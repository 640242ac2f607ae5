use clap::{Parser, Subcommand, ValueEnum};
use std::path::PathBuf;

#[derive(Parser)]
#[command(
    name = "transcriptor",
    about = "Transcript Fetcher - Get the caption transcript of a YouTube video",
    version,
    long_about = "Extracts the video id from a YouTube URL and fetches the video's captions as a single block of text. Run it once from the command line or serve the web form and JSON API."
)]
pub struct Cli {
    #[command(subcommand)]
    pub command: Commands,

    /// Enable verbose logging
    #[arg(short, long, global = true)]
    pub verbose: bool,

    /// Disable progress indicators
    #[arg(short, long, global = true)]
    pub quiet: bool,

    /// Emit logs as JSON lines
    #[arg(long, global = true)]
    pub log_json: bool,
}

#[derive(Subcommand)]
pub enum Commands {
    /// Serve the web form and the JSON API
    Serve {
        /// Address to bind (overrides the config file)
        #[arg(long, env = "TRANSCRIPTOR_HOST", value_name = "HOST")]
        host: Option<String>,

        /// Port to listen on (overrides the config file)
        #[arg(short, long, env = "TRANSCRIPTOR_PORT", value_name = "PORT")]
        port: Option<u16>,
    },

    /// Fetch the transcript of a single video
    Fetch {
        /// YouTube URL (watch, youtu.be, embed or shorts link)
        #[arg(value_name = "URL")]
        url: String,

        /// Caption language code (defaults to the configured language)
        #[arg(short, long, env = "TRANSCRIPTOR_LANGUAGE", value_name = "LANG")]
        language: Option<String>,

        /// Output format
        #[arg(short, long, value_enum, default_value = "text")]
        format: OutputFormat,

        /// Output file path (prints to console if not specified)
        #[arg(short, long, value_name = "FILE")]
        output: Option<PathBuf>,
    },

    /// Print the video id found in a URL
    Id {
        #[arg(value_name = "URL")]
        url: String,
    },

    /// Show or initialize the configuration file
    Config {
        /// Show current configuration
        #[arg(short, long)]
        show: bool,

        /// Write the default configuration file
        #[arg(long, conflicts_with = "show")]
        init: bool,
    },
}

#[derive(ValueEnum, Clone, Debug, PartialEq, Eq)]
pub enum OutputFormat {
    /// Plain text
    Text,
    /// JSON with the video id and language
    Json,
}

impl std::fmt::Display for OutputFormat {
    fn fmt(&self, f: &mut std::fmt::Formatter<'_>) -> std::fmt::Result {
        match self {
            OutputFormat::Text => write!(f, "text"),
            OutputFormat::Json => write!(f, "json"),
        }
    }
}
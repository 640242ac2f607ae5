//! Transcript Fetcher - pull caption transcripts for YouTube videos
//!
//! This library locates a video id inside an arbitrary URL and retrieves the
//! video's captions from a transcript provider, flattened into a single string.
//! The same core is served over a web form, a JSON API and the command line.

pub mod cli;
pub mod config;
pub mod extractors;
pub mod output;
pub mod server;
pub mod transcribe;

pub use cli::{Cli, Commands, OutputFormat};
pub use config::Config;
pub use extractors::{extract_video_id, VideoId};
pub use transcribe::{
    fetch_transcript, fetch_transcript_text, ProviderError, TranscriptProvider, TranscriptSegment,
    DEFAULT_LANGUAGE,
};

/// Result type used throughout the library
pub type Result<T> = anyhow::Result<T>;

/// Outcome kinds of a transcript request.
///
/// The `Display` output of each variant is the exact text shown to users, so
/// the HTML and JSON surfaces only ever need `to_string()`.
#[derive(thiserror::Error, Debug, Clone, PartialEq, Eq)]
pub enum TranscriptorError {
    /// No 11-character video id was found in the supplied text.
    #[error("Invalid YouTube URL")]
    ExtractionFailure,

    #[error("Error: Transcripts are disabled for this video.")]
    TranscriptsDisabled,

    /// Any other provider fault; carries the fault's own text.
    #[error("Error fetching transcript: {0}")]
    OtherFetchFailure(String),
}
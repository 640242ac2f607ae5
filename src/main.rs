use anyhow::Result;
use clap::Parser;
use console::style;
use indicatif::{ProgressBar, ProgressStyle};
use std::sync::Arc;
use std::time::Duration;
use tracing_subscriber::{layer::SubscriberExt, util::SubscriberInitExt};

use transcript_fetcher::cli::{Cli, Commands};
use transcript_fetcher::config::Config;
use transcript_fetcher::output::{self, FetchedTranscript};
use transcript_fetcher::transcribe::YoutubeProvider;
use transcript_fetcher::{extract_video_id, fetch_transcript, server, TranscriptorError};

#[tokio::main]
async fn main() -> Result<()> {
    let cli = Cli::parse();

    // Initialize tracing
    let default_filter = if cli.verbose {
        "transcript_fetcher=debug,transcriptor=debug,tower_http=debug"
    } else {
        "transcript_fetcher=info,transcriptor=info,tower_http=info"
    };
    let filter = tracing_subscriber::EnvFilter::try_from_default_env()
        .unwrap_or_else(|_| default_filter.into());
    let registry = tracing_subscriber::registry().with(filter);
    if cli.log_json {
        registry
            .with(tracing_subscriber::fmt::layer().json().with_writer(std::io::stderr))
            .init();
    } else {
        registry
            .with(tracing_subscriber::fmt::layer().with_writer(std::io::stderr))
            .init();
    }

    let mut config = Config::load().await?;

    match cli.command {
        Commands::Serve { host, port } => {
            if let Some(host) = host {
                config.server.host = host;
            }
            if let Some(port) = port {
                config.server.port = port;
            }
            config.validate()?;

            let provider = Arc::new(YoutubeProvider::new(&config.provider)?);
            server::serve(&config, provider).await?;
        }
        Commands::Fetch {
            url,
            language,
            format,
            output,
        } => {
            let video_id = extract_video_id(&url).ok_or(TranscriptorError::ExtractionFailure)?;
            let language = language.unwrap_or(config.transcript.default_language);
            let provider = YoutubeProvider::new(&config.provider)?;

            let progress = if cli.quiet {
                ProgressBar::hidden()
            } else {
                let progress = ProgressBar::new_spinner();
                progress.set_style(
                    ProgressStyle::default_spinner().template("{spinner:.green} [{elapsed_precise}] {msg}")?,
                );
                progress.enable_steady_tick(Duration::from_millis(100));
                progress
            };
            progress.set_message(format!("Fetching {} transcript for {}...", language, video_id));

            let result = fetch_transcript(&provider, &video_id, &language).await;
            progress.finish_and_clear();

            let transcript = match result {
                Ok(transcript) => transcript,
                Err(err) => {
                    eprintln!("{}", style(err).red());
                    std::process::exit(1);
                }
            };

            let fetched = FetchedTranscript::new(video_id, language, transcript);
            match output {
                Some(path) => {
                    output::save_to_file(&fetched, &path, &format).await?;
                    println!("Transcript saved to: {}", path.display());
                }
                None => {
                    output::print_to_console(&fetched, &format)?;
                }
            }
        }
        Commands::Id { url } => {
            let video_id = extract_video_id(&url).ok_or(TranscriptorError::ExtractionFailure)?;
            println!("{}", video_id);
        }
        Commands::Config { show, init } => {
            if init {
                let path = Config::config_path()?;
                if path.exists() {
                    anyhow::bail!("Configuration file already exists: {}", path.display());
                }
                Config::default().save_to(&path)?;
                println!("Default configuration written to: {}", path.display());
            } else if show {
                config.display();
            } else {
                println!("Configuration file: {}", Config::config_path()?.display());
                println!("Use --show to print it or --init to write the defaults");
            }
        }
    }

    Ok(())
}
# # # # #
Which lines of the listing above hold the word "into"? Copy each of them.

//! video's captions from a transcript provider, flattened into a single string.
        .unwrap_or_else(|_| default_filter.into());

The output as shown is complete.